What the task requires. Can you return the records below exactly as they stand, but only from the first line through the one with "pub fn all(&self)"?

========

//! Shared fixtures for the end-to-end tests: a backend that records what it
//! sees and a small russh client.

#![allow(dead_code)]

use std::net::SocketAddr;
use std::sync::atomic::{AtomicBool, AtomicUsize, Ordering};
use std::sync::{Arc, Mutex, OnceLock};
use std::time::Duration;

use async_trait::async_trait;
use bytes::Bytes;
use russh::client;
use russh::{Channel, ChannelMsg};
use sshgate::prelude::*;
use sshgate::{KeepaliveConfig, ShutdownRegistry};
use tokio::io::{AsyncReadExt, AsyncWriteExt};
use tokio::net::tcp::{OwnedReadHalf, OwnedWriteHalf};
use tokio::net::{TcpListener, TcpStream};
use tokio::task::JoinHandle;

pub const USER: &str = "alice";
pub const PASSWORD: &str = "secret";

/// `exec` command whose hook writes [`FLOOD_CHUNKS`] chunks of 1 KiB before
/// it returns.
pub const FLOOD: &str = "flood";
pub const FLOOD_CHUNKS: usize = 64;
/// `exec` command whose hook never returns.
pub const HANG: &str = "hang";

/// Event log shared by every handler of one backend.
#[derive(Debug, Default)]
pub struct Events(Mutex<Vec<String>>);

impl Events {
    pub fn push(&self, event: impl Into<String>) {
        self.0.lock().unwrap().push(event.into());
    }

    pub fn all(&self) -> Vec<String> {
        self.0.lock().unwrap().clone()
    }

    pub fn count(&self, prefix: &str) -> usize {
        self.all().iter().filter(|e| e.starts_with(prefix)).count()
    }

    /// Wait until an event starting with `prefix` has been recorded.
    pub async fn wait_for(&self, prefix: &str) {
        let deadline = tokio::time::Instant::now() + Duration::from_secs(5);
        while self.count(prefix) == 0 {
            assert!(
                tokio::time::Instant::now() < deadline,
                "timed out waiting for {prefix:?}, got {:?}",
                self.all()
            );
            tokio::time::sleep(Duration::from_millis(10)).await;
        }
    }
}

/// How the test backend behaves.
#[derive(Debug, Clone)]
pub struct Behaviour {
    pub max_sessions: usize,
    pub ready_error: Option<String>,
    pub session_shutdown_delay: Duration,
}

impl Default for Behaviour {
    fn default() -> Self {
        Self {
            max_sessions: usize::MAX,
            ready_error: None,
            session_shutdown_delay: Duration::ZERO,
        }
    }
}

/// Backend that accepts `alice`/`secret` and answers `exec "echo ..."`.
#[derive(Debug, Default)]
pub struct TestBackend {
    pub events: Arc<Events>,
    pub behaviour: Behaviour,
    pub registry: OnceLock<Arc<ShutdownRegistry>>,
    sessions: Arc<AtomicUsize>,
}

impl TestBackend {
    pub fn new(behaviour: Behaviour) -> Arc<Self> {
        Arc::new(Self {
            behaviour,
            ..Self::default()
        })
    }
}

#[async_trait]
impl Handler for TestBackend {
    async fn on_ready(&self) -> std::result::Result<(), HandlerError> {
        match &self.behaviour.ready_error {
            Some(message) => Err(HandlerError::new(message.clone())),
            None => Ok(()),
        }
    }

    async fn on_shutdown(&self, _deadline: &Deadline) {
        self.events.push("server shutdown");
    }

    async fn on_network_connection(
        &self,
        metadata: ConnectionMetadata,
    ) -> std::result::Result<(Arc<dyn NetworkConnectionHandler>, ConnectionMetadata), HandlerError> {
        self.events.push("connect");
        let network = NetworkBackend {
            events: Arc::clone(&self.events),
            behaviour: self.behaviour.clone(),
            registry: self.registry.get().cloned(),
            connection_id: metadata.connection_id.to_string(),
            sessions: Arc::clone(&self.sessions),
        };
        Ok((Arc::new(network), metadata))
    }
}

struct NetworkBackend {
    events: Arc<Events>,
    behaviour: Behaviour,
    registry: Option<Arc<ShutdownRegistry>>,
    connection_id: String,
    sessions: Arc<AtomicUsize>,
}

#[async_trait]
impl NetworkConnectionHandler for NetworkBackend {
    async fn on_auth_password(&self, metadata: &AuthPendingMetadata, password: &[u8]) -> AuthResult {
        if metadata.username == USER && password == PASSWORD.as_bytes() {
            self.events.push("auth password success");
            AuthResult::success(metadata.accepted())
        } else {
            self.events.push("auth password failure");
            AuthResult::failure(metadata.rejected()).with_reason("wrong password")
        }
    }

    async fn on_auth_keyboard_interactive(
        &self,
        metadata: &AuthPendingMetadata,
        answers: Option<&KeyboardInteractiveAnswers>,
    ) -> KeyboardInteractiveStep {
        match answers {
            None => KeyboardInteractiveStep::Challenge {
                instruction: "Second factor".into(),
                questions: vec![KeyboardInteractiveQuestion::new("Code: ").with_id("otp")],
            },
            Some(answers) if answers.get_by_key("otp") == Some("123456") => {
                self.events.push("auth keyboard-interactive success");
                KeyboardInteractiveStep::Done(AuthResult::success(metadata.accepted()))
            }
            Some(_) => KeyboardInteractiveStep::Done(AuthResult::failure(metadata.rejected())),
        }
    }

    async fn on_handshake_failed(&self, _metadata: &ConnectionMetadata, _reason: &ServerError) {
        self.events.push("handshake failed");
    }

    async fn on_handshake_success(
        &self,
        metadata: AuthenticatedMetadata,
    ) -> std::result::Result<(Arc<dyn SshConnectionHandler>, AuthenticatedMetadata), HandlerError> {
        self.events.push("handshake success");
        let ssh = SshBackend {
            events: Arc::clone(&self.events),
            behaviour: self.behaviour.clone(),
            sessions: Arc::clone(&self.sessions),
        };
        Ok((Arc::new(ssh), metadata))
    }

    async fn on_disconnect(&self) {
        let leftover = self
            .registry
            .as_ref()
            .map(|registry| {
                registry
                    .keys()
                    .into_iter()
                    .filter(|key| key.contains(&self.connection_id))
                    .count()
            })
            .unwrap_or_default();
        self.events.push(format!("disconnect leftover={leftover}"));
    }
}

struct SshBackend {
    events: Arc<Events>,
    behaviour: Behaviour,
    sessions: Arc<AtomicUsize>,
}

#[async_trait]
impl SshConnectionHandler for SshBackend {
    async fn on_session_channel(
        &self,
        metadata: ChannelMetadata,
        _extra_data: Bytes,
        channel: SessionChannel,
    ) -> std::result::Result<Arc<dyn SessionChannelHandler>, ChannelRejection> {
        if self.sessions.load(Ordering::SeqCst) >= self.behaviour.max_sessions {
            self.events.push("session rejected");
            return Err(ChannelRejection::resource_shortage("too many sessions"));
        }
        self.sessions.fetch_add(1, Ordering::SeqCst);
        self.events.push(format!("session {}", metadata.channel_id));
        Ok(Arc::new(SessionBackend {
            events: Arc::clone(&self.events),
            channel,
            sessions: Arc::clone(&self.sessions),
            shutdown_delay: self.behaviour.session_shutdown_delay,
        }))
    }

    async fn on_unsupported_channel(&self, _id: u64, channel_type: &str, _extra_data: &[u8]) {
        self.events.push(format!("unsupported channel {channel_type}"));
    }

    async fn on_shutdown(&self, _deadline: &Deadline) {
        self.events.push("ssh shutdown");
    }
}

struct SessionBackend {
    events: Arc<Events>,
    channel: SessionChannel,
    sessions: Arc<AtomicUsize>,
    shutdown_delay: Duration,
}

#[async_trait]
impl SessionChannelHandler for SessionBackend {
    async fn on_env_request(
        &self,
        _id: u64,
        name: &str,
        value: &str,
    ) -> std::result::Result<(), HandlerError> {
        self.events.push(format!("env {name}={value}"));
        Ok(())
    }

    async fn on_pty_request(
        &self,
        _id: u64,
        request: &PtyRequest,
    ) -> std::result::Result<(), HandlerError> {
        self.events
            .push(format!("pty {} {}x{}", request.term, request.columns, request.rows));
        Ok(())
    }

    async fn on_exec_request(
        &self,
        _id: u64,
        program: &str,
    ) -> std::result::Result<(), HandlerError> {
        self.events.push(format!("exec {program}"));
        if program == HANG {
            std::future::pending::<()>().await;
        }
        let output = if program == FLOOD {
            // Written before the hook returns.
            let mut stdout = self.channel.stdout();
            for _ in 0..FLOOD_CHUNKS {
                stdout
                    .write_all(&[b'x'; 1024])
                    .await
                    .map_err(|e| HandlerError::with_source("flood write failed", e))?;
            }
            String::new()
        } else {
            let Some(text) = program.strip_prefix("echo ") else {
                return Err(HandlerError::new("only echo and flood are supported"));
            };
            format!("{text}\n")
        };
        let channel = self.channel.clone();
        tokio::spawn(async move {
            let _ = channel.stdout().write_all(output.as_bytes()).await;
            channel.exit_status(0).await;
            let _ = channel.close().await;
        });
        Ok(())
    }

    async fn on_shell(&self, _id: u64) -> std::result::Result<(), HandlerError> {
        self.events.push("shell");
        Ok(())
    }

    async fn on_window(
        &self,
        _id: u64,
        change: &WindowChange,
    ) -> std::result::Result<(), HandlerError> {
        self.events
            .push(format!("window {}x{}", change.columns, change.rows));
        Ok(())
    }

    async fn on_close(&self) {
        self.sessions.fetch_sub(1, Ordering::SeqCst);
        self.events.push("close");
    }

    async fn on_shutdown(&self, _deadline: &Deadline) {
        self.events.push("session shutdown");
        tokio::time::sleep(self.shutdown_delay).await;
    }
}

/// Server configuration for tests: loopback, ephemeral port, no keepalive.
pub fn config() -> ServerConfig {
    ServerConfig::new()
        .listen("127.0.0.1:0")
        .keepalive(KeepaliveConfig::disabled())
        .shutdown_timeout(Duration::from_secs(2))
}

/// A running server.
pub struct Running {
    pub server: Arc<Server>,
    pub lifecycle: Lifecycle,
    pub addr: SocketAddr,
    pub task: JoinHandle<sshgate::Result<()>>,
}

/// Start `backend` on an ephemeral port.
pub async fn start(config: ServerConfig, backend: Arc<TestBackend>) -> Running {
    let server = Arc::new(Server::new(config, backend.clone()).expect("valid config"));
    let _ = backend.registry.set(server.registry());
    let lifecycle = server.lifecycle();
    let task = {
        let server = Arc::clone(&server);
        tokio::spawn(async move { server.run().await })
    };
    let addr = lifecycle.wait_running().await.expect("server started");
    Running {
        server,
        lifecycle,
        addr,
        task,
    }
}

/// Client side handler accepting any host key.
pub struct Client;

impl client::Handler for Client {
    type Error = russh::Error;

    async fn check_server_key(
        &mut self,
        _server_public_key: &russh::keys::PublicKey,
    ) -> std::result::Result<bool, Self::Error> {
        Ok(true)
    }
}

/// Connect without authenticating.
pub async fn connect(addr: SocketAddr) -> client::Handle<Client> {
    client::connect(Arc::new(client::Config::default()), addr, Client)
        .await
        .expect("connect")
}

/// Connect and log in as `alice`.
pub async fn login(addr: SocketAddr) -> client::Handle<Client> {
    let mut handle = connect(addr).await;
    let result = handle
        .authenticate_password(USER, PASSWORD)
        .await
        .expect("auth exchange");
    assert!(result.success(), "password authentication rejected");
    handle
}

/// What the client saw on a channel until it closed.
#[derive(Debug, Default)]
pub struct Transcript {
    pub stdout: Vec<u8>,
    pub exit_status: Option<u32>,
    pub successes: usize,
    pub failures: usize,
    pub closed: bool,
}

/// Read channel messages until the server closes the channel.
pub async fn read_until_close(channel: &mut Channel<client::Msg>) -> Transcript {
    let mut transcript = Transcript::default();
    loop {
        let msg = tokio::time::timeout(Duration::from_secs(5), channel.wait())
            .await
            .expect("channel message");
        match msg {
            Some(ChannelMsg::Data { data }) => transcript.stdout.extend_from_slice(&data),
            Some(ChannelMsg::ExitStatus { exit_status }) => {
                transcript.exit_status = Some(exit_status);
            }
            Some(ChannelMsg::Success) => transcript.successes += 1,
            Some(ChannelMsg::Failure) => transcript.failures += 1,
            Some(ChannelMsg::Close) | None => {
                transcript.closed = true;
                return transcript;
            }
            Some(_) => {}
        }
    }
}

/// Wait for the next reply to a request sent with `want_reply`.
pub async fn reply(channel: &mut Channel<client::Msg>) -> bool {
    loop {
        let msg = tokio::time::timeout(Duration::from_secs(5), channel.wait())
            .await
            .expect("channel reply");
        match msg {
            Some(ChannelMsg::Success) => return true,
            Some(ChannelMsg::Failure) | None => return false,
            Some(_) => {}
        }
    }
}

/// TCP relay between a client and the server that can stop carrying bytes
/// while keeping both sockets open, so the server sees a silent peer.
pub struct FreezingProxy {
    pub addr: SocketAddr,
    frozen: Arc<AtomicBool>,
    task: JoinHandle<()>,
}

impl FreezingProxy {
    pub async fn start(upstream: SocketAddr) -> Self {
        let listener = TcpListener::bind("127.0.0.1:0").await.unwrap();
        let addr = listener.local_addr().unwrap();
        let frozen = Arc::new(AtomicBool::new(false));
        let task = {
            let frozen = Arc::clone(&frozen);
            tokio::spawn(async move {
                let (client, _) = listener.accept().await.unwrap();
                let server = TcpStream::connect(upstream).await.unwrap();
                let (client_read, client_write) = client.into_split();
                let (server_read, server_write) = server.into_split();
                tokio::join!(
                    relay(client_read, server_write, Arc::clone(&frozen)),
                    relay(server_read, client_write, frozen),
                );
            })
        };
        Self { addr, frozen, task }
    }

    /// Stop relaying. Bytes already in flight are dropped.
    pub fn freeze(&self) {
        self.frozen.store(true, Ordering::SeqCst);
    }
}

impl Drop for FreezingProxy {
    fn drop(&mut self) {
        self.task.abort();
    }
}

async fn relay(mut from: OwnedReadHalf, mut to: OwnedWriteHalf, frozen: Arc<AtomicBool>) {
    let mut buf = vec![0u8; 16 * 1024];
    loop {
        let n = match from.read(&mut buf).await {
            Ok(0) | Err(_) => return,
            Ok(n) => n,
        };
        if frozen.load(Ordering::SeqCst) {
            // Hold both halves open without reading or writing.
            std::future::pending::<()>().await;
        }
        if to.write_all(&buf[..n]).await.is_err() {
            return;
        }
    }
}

========

Answer section.
//! Shared fixtures for the end-to-end tests: a backend that records what it
//! sees and a small russh client.

#![allow(dead_code)]

use std::net::SocketAddr;
use std::sync::atomic::{AtomicBool, AtomicUsize, Ordering};
use std::sync::{Arc, Mutex, OnceLock};
use std::time::Duration;

use async_trait::async_trait;
use bytes::Bytes;
use russh::client;
use russh::{Channel, ChannelMsg};
use sshgate::prelude::*;
use sshgate::{KeepaliveConfig, ShutdownRegistry};
use tokio::io::{AsyncReadExt, AsyncWriteExt};
use tokio::net::tcp::{OwnedReadHalf, OwnedWriteHalf};
use tokio::net::{TcpListener, TcpStream};
use tokio::task::JoinHandle;

pub const USER: &str = "alice";
pub const PASSWORD: &str = "secret";

/// `exec` command whose hook writes [`FLOOD_CHUNKS`] chunks of 1 KiB before
/// it returns.
pub const FLOOD: &str = "flood";
pub const FLOOD_CHUNKS: usize = 64;
/// `exec` command whose hook never returns.
pub const HANG: &str = "hang";

/// Event log shared by every handler of one backend.
#[derive(Debug, Default)]
pub struct Events(Mutex<Vec<String>>);

impl Events {
    pub fn push(&self, event: impl Into<String>) {
        self.0.lock().unwrap().push(event.into());
    }

    pub fn all(&self) -> Vec<String> {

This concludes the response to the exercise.